Another taboo that D. H. Lawrence challenged in "Lady Chatterley's Lover" was, of course, the use of those four-letter words. They were still able to cause shock waves in society when they led to the frequent arrests and indictments of the comedian Lenny Bruce in the 1950s and 1960s. His famous outloud public listing of them in defiance of his persecutors might mark the moment of their liberation from the constraints that had persisted in conventionally banning them from public discourse.
Today they are as common as pebbles on the beach. You overhear them used in causal conversations in cafes and restaurants. You hear them liberally uttered in movies and on television--at least on channels freed from the controls of those government censors, who still seek to protect the young and innocent from words they hear every day on the streets and in their schools. For the same reason, I suppose, you do not read them in newspapers. The New York Times still boasts that it provides all the news that's fit to print--presumably in appropriately fit language. The family values folks are still that powerful.
But the real news is quite different: words, friends, have escaped their caged and run amok in our society. No matter how we try to put them back, there are too many of them for us to control.
The four-letter words are the names of body parts and body functions. They are good solid words with noble histories. Fuck, piss, shit, cock, cunt... I'm forgetting a couple here, I know. Lawrence, I think, wanted simply to recognize them honestly as words, and rehabilitate them from the bleak, moralistic dungeon into which they had been thrown by those seeking to denigrate the human body and its natural acts as shame- and sinful. Along with the natural beauty and joy of the body we are given to inhabit, he wanted to restore words to their original authenticity and power.
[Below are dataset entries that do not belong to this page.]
//! Frame-indexed sprite animation
//!
//! An `Animator` walks through a `FrameTable` (atlas cell indices) at a fixed
//! cadence. Directional sprites keep one table per `Facing`; turning swaps the
//! table but keeps the timer running.

use glam::Vec2;
use serde::{Deserialize, Serialize};

/// Ordered atlas cell indices making up one animation cycle
#[derive(Debug, Clone, PartialEq, Eq, Default, Serialize, Deserialize)]
pub struct FrameTable(Vec<u32>);

impl FrameTable {
    pub fn new(indices: impl Into<Vec<u32>>) -> Self {
        Self(indices.into())
    }

    #[inline]
    pub fn len(&self) -> usize {
        self.0.len()
    }

    #[inline]
    pub fn is_empty(&self) -> bool {
        self.0.is_empty()
    }

    pub fn get(&self, index: usize) -> Option<u32> {
        self.0.get(index).copied()
    }
}

/// Movement facing used to pick a frame table
#[derive(Debug, Clone, Copy, PartialEq, Eq, Default, Serialize, Deserialize)]
pub enum Facing {
    Left,
    Right,
    Up,
    #[default]
    Down,
}

impl Facing {
    pub const ALL: [Facing; 4] = [Facing::Left, Facing::Right, Facing::Up, Facing::Down];

    #[inline]
    fn slot(self) -> usize {
        match self {
            Facing::Left => 0,
            Facing::Right => 1,
            Facing::Up => 2,
            Facing::Down => 3,
        }
    }

    /// Facing for a movement direction; vertical movement wins over horizontal,
    /// and down wins over up. `None` when not moving.
    pub fn from_direction(dir: Vec2) -> Option<Facing> {
        if dir.y < 0.0 {
            Some(Facing::Down)
        } else if dir.y > 0.0 {
            Some(Facing::Up)
        } else if dir.x > 0.0 {
            Some(Facing::Right)
        } else if dir.x < 0.0 {
            Some(Facing::Left)
        } else {
            None
        }
    }

    /// Unit vector pointing this way
    pub fn vector(self) -> Vec2 {
        match self {
            Facing::Left => Vec2::NEG_X,
            Facing::Right => Vec2::X,
            Facing::Up => Vec2::Y,
            Facing::Down => Vec2::NEG_Y,
        }
    }
}

/// One frame table per facing
#[derive(Debug, Clone, PartialEq, Eq, Default, Serialize, Deserialize)]
pub struct AnimationSet {
    tables: [FrameTable; 4],
}

impl AnimationSet {
    pub fn directional(left: FrameTable, right: FrameTable, up: FrameTable, down: FrameTable) -> Self {
        Self {
            tables: [left, right, up, down],
        }
    }

    /// Same cycle regardless of facing
    pub fn single(table: FrameTable) -> Self {
        Self {
            tables: [table.clone(), table.clone(), table.clone(), table],
        }
    }

    pub fn table(&self, facing: Facing) -> &FrameTable {
        &self.tables[facing.slot()]
    }
}

/// Playback state for an animated sprite
#[derive(Debug, Clone, PartialEq, Serialize, Deserialize)]
pub struct Animator {
    set: AnimationSet,
    facing: Facing,
    index: usize,
    /// Time spent on the current frame
    timer: f32,
    frames_per_second: f32,
}

impl Animator {
    pub fn new(set: AnimationSet, facing: Facing, frames_per_second: f32) -> Self {
        Self {
            set,
            facing,
            index: 0,
            timer: 0.0,
            frames_per_second,
        }
    }

    #[inline]
    pub fn facing(&self) -> Facing {
        self.facing
    }

    #[inline]
    pub fn index(&self) -> usize {
        self.index
    }

    #[inline]
    pub fn timer(&self) -> f32 {
        self.timer
    }

    /// Number of frames in the active table
    pub fn frame_count(&self) -> usize {
        self.set.table(self.facing).len()
    }

    /// Accumulate time and step to the next frame once a frame's duration is
    /// reached. The timer restarts from zero rather than carrying the excess.
    pub fn advance(&mut self, dt: f32) {
        let frames = self.frame_count();
        if frames == 0 || self.frames_per_second <= 0.0 {
            return;
        }

        self.timer += dt;
        if self.timer >= 1.0 / self.frames_per_second {
            self.timer = 0.0;
            self.index = (self.index + 1) % frames;
        }
    }

    /// Switch to another facing's table. The timer keeps running; the frame
    /// index is wrapped into the new table's range.
    pub fn set_facing(&mut self, facing: Facing) {
        self.facing = facing;
        let frames = self.frame_count();
        self.index = if frames == 0 { 0 } else { self.index % frames };
    }

    /// Atlas cell to draw this frame, `None` for an empty table
    pub fn atlas_index(&self) -> Option<u32> {
        let table = self.set.table(self.facing);
        let last = table.len().checked_sub(1)?;
        table.get(self.index.min(last))
    }
}

#[cfg(test)]
mod tests {
    use super::*;

    fn butterfly() -> Animator {
        let set = AnimationSet::directional(
            FrameTable::new([1, 5, 9, 13]),
            FrameTable::new([3, 7, 11, 15]),
            FrameTable::new([2, 6, 10, 14]),
            FrameTable::new([0, 4, 8, 12]),
        );
        Animator::new(set, Facing::Down, 4.0)
    }

    #[test]
    fn test_advance_on_cadence() {
        let mut anim = butterfly();
        assert_eq!(anim.atlas_index(), Some(0));

        anim.advance(0.2);
        assert_eq!(anim.index(), 0);
        anim.advance(0.1);
        assert_eq!(anim.index(), 1);
        assert_eq!(anim.timer(), 0.0);
        assert_eq!(anim.atlas_index(), Some(4));
    }

    #[test]
    fn test_wraps_to_start() {
        let mut anim = butterfly();
        for _ in 0..4 {
            anim.advance(0.25);
        }
        assert_eq!(anim.index(), 0);
    }

    #[test]
    fn test_facing_swap_keeps_timer_and_index() {
        let mut anim = butterfly();
        anim.advance(0.25);
        anim.advance(0.1);
        anim.set_facing(Facing::Left);
        assert_eq!(anim.index(), 1);
        assert!((anim.timer() - 0.1).abs() < 1e-6);
        assert_eq!(anim.atlas_index(), Some(5));
    }

    #[test]
    fn test_facing_swap_to_shorter_table_wraps_index() {
        let set = AnimationSet::directional(
            FrameTable::new([1, 2]),
            FrameTable::new([3, 4, 5, 6]),
            FrameTable::new([7]),
            FrameTable::new([0, 8, 9, 10]),
        );
        let mut anim = Animator::new(set, Facing::Down, 4.0);
        for _ in 0..3 {
            anim.advance(0.25);
        }
        assert_eq!(anim.index(), 3);

        anim.set_facing(Facing::Left);
        assert_eq!(anim.index(), 1);
        assert_eq!(anim.atlas_index(), Some(2));

        anim.set_facing(Facing::Up);
        assert_eq!(anim.index(), 0);
        assert_eq!(anim.atlas_index(), Some(7));
    }

    #[test]
    fn test_empty_table_is_static() {
        let mut anim = Animator::new(AnimationSet::default(), Facing::Down, 4.0);
        anim.advance(10.0);
        assert_eq!(anim.index(), 0);
        assert_eq!(anim.atlas_index(), None);
    }

    #[test]
    fn test_facing_from_direction_priority() {
        assert_eq!(Facing::from_direction(Vec2::new(1.0, -1.0)), Some(Facing::Down));
        assert_eq!(Facing::from_direction(Vec2::new(-1.0, 1.0)), Some(Facing::Up));
        assert_eq!(Facing::from_direction(Vec2::new(-1.0, 0.0)), Some(Facing::Left));
        assert_eq!(Facing::from_direction(Vec2::ZERO), None);
    }
}
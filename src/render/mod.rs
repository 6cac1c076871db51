//! Render data handed to an external backend
//!
//! Nothing here talks to a GPU. Each frame the session produces a list of
//! `DrawCommand`s (texture, model matrix, vertices) that a backend can upload
//! and draw as triangle lists, in order.

pub mod quad;
pub mod text;
pub mod vertex;

use glam::{Mat4, Vec3};

pub use quad::{UvRect, sprite_quad};
pub use text::FontAtlas;
pub use vertex::{QuadVertex, as_bytes};

use crate::assets::TextureKey;
use crate::games::HudLine;
use crate::sim::{Entity, Scene};

/// One textured triangle list
#[derive(Debug, Clone, PartialEq)]
pub struct DrawCommand {
    pub texture: TextureKey,
    pub transform: Mat4,
    pub vertices: Vec<QuadVertex>,
}

/// Sprite for one entity. Animated entities sample their current atlas cell
/// from a `atlas_dim` x `atlas_dim` sheet.
pub fn entity_command(entity: &Entity, atlas_dim: u32) -> DrawCommand {
    let uv = match entity.animation.as_ref().and_then(|a| a.atlas_index()) {
        Some(index) => UvRect::from_atlas(index, atlas_dim, atlas_dim),
        None => UvRect::FULL,
    };
    let extent = entity.extent();
    DrawCommand {
        texture: entity.texture,
        transform: entity.model_transform(),
        vertices: sprite_quad(extent.x, extent.y, uv).to_vec(),
    }
}

/// Draw commands for every active entity, in id order
pub fn draw_list(scene: &Scene, atlas_dim: u32) -> Vec<DrawCommand> {
    scene
        .entities
        .iter()
        .filter(|e| e.active)
        .map(|e| entity_command(e, atlas_dim))
        .collect()
}

/// Draw commands for HUD text lines
pub fn hud_commands(lines: &[HudLine], font: &FontAtlas) -> Vec<DrawCommand> {
    lines
        .iter()
        .map(|line| DrawCommand {
            texture: line.font,
            transform: Mat4::from_translation(Vec3::new(line.origin.x, line.origin.y, 0.0)),
            vertices: font.layout_text(&line.text, line.size, line.spacing),
        })
        .filter(|cmd| !cmd.vertices.is_empty())
        .collect()
}

#[cfg(test)]
mod tests {
    use super::*;
    use crate::sim::{AnimationSet, Animator, EntityKind, Facing, FrameTable};
    use glam::Vec2;

    #[test]
    fn test_inactive_entities_not_drawn() {
        let mut scene = Scene::default();
        scene.spawn(Entity::new(EntityKind::Paddle, Vec2::ZERO, Vec2::new(0.5, 1.5)).with_texture(TextureKey::Paddle));
        scene.spawn(Entity::new(EntityKind::Ball, Vec2::ZERO, Vec2::splat(0.5)).inactive());

        let list = draw_list(&scene, 4);
        assert_eq!(list.len(), 1);
        assert_eq!(list[0].texture, TextureKey::Paddle);
        assert_eq!(list[0].vertices.len(), 6);
    }

    #[test]
    fn test_animated_entity_uses_atlas_cell() {
        let animator = Animator::new(AnimationSet::single(FrameTable::new([5])), Facing::Down, 4.0);
        let entity = Entity::new(EntityKind::Player, Vec2::new(1.0, 2.0), Vec2::ONE).with_animation(animator);
        let cmd = entity_command(&entity, 4);
        // Bottom-left corner samples the bottom-left of cell 5
        assert_eq!(cmd.vertices[0].uv, [0.25, 0.5]);
        assert_eq!(cmd.transform.w_axis.truncate(), Vec3::new(1.0, 2.0, 0.0));
    }

    #[test]
    fn test_hud_text_translated_to_origin() {
        let lines = [HudLine::new("You Win", Vec2::new(-4.0, 0.0), 1.0, 0.05, TextureKey::PixelFont)];
        let cmds = hud_commands(&lines, &FontAtlas::default());
        assert_eq!(cmds.len(), 1);
        assert_eq!(cmds[0].vertices.len(), 7 * 6);
        assert_eq!(cmds[0].transform.w_axis.x, -4.0);
    }
}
There are, certainly, those who continue to dishonor words by their misuse and abuse. The sad part is that we unconsciously perpetuate precisely that secret shame that Lawrence wanted to unmask by using these noble words in contexts that are disconnected from their meaning. I myself am guilty of those expletives. When I say, casually, Oh, shit! I am not referring to the function that depletes my body of unneeded waste. When I explode, as I am known to do, in traffic, and call someone a "fucking idiot," I am not evoking his skills between the sheets.
And then there are the derivatives--the -mothers and the -suckers--whose common use has different implications. Some might suggest that it has deep undertones of a homophobia and an Oedipal neurosis that say much about our society.
The Buddhist teaching of "Right Speech" is a useful guidepost here. I'm for honest language, language freed from artificial restraints--but also for the use of language that does not egregiously harm or hurt. I have been thinking recently, in this context, of writing about those racial epithets that arouse such controversy... but that's for another entry. As a lover of language, I embrace words in all their manifestations and all their multiple meanings. Expletives have their place, especially when they help us to let off steam. But I do prefer the intentional and conscious use of language over the casual, imprecise variety. I prefer, in the immortal words of Dr. Seuss, to "say what I mean and mean what I say."